=== SUPPLIED RECORDS ===

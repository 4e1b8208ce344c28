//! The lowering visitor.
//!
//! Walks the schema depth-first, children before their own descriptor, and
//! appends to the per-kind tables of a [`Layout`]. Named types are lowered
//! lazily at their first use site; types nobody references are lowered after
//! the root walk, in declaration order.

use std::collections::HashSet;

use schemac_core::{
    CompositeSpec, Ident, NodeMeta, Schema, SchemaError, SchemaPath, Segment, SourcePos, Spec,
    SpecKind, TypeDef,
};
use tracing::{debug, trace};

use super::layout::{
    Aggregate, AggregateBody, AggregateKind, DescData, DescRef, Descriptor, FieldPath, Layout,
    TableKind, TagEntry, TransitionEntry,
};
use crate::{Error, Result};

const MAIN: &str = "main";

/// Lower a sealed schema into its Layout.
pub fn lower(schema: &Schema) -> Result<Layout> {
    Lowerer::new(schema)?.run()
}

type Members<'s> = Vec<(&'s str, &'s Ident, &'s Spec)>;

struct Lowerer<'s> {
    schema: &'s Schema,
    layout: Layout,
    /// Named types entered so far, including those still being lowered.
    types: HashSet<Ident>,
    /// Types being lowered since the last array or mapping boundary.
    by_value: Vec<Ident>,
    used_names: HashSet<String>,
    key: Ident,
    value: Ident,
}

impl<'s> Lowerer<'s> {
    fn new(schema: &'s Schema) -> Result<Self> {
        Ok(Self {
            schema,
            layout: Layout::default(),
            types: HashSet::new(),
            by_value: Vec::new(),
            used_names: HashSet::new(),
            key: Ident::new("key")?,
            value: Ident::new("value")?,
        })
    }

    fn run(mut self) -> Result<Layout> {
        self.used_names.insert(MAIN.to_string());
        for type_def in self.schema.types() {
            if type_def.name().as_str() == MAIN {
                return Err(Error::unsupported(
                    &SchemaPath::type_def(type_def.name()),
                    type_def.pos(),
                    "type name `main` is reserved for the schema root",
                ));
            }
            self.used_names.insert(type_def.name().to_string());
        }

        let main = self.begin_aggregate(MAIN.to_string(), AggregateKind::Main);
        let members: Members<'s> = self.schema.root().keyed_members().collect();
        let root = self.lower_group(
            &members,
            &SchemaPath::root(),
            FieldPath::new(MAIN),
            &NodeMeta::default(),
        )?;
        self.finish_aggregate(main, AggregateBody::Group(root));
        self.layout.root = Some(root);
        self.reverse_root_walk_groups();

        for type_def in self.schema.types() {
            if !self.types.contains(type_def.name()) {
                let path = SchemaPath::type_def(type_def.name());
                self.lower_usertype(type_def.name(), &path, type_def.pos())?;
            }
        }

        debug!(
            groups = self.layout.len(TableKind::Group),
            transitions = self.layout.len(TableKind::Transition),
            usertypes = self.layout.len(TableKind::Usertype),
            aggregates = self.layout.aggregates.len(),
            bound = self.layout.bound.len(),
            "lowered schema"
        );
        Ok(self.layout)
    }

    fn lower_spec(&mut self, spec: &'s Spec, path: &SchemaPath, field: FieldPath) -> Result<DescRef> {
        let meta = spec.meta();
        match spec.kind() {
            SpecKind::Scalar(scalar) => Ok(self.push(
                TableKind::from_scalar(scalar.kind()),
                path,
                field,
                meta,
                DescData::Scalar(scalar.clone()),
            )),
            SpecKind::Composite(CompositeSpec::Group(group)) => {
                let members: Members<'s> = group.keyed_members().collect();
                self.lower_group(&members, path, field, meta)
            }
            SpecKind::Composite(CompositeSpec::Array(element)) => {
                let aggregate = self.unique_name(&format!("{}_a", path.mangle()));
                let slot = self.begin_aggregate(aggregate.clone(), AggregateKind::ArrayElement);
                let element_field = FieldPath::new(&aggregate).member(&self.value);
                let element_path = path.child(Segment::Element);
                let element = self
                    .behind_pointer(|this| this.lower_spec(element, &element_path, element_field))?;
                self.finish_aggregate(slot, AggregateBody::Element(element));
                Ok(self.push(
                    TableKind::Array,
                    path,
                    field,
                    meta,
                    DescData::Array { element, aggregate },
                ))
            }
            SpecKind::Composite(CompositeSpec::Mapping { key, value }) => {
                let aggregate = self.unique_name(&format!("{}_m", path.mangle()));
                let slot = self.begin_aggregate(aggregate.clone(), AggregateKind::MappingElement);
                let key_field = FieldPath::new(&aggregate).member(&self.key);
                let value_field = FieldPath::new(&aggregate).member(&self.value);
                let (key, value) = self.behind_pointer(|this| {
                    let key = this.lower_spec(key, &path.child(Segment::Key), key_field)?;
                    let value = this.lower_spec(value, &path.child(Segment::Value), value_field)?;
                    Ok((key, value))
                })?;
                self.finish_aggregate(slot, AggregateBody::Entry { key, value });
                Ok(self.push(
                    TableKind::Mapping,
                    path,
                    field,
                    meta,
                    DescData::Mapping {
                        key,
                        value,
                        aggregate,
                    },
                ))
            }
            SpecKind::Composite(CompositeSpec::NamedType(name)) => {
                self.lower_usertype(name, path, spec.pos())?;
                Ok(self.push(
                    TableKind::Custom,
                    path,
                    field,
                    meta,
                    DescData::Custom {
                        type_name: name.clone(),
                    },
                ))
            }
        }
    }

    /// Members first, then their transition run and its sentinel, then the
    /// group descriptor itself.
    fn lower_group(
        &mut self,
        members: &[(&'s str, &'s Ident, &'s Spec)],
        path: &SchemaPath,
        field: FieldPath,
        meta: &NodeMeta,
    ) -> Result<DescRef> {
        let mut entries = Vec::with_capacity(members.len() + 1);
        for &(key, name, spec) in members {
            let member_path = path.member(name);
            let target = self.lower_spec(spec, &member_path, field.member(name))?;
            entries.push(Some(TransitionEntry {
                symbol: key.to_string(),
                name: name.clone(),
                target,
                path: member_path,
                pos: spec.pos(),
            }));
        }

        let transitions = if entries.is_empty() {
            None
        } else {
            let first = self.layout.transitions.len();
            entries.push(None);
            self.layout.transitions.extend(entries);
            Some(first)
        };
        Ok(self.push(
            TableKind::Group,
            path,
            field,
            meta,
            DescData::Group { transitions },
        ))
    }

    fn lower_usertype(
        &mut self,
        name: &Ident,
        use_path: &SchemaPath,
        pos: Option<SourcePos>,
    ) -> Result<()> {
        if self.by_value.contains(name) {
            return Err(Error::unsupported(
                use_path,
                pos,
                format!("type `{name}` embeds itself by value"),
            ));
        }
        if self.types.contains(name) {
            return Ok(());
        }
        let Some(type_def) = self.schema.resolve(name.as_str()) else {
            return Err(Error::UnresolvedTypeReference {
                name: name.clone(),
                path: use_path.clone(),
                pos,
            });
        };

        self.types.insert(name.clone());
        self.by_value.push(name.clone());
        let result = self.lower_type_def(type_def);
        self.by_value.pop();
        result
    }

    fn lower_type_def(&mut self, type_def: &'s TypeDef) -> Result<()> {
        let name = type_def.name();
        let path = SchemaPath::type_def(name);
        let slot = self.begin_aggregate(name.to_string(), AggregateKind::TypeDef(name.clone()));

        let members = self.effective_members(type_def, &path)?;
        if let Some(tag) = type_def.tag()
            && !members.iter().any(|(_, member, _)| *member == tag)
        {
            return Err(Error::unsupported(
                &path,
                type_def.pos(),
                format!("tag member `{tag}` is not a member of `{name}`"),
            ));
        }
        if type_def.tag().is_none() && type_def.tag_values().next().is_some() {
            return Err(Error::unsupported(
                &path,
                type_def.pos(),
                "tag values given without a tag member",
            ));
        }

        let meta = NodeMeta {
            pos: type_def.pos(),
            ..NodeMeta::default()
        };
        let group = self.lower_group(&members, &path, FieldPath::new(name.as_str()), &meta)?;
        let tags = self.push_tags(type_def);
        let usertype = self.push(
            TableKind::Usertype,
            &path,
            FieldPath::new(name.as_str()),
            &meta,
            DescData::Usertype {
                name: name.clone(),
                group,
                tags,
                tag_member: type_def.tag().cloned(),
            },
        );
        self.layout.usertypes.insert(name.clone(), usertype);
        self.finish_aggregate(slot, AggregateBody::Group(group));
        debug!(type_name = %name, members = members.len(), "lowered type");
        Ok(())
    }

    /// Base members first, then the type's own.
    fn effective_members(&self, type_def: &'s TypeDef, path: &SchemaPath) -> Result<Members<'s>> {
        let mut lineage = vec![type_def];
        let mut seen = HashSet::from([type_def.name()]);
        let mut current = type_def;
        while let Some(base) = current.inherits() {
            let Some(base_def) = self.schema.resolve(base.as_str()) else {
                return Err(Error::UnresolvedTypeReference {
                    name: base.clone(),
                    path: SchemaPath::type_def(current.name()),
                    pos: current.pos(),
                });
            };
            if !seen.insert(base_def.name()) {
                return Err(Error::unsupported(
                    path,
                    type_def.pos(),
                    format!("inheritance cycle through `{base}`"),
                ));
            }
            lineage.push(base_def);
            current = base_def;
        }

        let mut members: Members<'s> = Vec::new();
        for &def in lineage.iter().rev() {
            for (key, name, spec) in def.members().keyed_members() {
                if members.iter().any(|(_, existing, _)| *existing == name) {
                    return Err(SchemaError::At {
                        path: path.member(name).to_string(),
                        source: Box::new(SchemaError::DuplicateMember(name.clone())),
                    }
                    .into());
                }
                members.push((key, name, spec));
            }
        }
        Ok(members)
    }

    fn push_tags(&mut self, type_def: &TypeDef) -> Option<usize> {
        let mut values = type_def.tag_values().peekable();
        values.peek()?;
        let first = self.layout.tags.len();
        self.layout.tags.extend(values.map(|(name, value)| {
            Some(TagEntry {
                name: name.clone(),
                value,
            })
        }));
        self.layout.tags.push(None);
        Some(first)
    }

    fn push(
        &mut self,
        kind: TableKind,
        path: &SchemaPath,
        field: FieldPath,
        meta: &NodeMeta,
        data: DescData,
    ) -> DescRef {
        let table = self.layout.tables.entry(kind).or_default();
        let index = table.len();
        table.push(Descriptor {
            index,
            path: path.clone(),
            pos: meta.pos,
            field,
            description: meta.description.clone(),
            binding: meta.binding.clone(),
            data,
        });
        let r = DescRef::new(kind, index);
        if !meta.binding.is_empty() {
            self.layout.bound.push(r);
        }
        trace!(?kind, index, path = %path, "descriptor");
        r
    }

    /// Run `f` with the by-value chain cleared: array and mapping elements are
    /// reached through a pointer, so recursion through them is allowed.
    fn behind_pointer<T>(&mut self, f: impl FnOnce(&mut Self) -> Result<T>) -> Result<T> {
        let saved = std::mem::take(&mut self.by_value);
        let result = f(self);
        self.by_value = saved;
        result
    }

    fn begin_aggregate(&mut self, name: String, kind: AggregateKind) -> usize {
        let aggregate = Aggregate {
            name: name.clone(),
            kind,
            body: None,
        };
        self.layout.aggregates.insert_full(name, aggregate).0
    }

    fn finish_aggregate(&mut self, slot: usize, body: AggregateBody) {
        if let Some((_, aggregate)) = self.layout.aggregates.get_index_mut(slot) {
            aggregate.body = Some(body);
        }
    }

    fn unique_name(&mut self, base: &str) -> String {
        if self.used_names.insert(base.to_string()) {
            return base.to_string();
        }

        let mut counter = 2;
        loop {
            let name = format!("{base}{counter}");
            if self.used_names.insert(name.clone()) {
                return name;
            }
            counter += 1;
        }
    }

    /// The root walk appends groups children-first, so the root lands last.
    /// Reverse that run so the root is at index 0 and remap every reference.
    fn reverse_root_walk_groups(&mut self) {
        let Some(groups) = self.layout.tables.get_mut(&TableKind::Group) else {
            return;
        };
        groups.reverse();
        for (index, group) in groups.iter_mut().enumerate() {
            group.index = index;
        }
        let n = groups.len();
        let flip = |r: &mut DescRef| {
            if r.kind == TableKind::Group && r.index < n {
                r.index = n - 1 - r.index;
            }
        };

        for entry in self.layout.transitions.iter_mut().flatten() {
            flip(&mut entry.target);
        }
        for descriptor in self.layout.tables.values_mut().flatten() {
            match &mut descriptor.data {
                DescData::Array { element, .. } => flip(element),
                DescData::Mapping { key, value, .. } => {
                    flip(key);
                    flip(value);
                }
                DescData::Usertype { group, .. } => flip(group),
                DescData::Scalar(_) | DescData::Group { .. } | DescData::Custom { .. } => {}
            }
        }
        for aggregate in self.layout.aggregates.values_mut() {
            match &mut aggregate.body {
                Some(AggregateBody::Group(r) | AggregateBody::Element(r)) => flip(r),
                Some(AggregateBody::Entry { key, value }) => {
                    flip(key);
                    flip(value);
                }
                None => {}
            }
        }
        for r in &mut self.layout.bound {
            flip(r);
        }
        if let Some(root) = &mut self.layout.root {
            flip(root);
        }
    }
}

===
=== SUPPLIED RECORDS ===

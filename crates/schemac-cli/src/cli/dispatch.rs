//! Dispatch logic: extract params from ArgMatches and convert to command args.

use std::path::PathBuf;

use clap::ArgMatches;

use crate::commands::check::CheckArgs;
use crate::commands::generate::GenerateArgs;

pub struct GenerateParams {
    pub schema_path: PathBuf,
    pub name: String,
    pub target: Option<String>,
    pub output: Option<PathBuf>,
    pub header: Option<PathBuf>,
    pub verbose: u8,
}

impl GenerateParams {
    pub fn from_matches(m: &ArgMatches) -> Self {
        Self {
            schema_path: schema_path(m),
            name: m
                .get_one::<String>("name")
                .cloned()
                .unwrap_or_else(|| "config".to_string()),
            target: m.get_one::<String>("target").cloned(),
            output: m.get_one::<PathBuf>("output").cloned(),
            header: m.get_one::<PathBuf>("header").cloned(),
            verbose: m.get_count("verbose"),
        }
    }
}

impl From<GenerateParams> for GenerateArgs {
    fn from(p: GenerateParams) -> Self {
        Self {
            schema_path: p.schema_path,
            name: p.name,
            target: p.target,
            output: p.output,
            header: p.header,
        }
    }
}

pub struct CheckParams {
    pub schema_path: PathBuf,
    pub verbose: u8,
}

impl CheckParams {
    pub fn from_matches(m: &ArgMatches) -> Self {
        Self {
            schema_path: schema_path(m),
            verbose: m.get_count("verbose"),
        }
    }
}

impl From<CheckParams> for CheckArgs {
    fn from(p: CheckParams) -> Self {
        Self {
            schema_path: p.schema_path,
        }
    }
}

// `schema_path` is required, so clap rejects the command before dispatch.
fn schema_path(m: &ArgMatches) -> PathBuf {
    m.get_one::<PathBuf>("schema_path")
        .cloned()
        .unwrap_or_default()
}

===

# [REQUIRED ACTION]
Starting with the line that holds "repository 4e1b8208ce344c28" and ending with the line that holds "are lowered after", retype every line in the data above exactly, and nothing else.

# [ANSWER TO THE EXERCISE]
repository 4e1b8208ce344c28
//! The lowering visitor.
//!
//! Walks the schema depth-first, children before their own descriptor, and
//! appends to the per-kind tables of a [`Layout`]. Named types are lowered
//! lazily at their first use site; types nobody references are lowered after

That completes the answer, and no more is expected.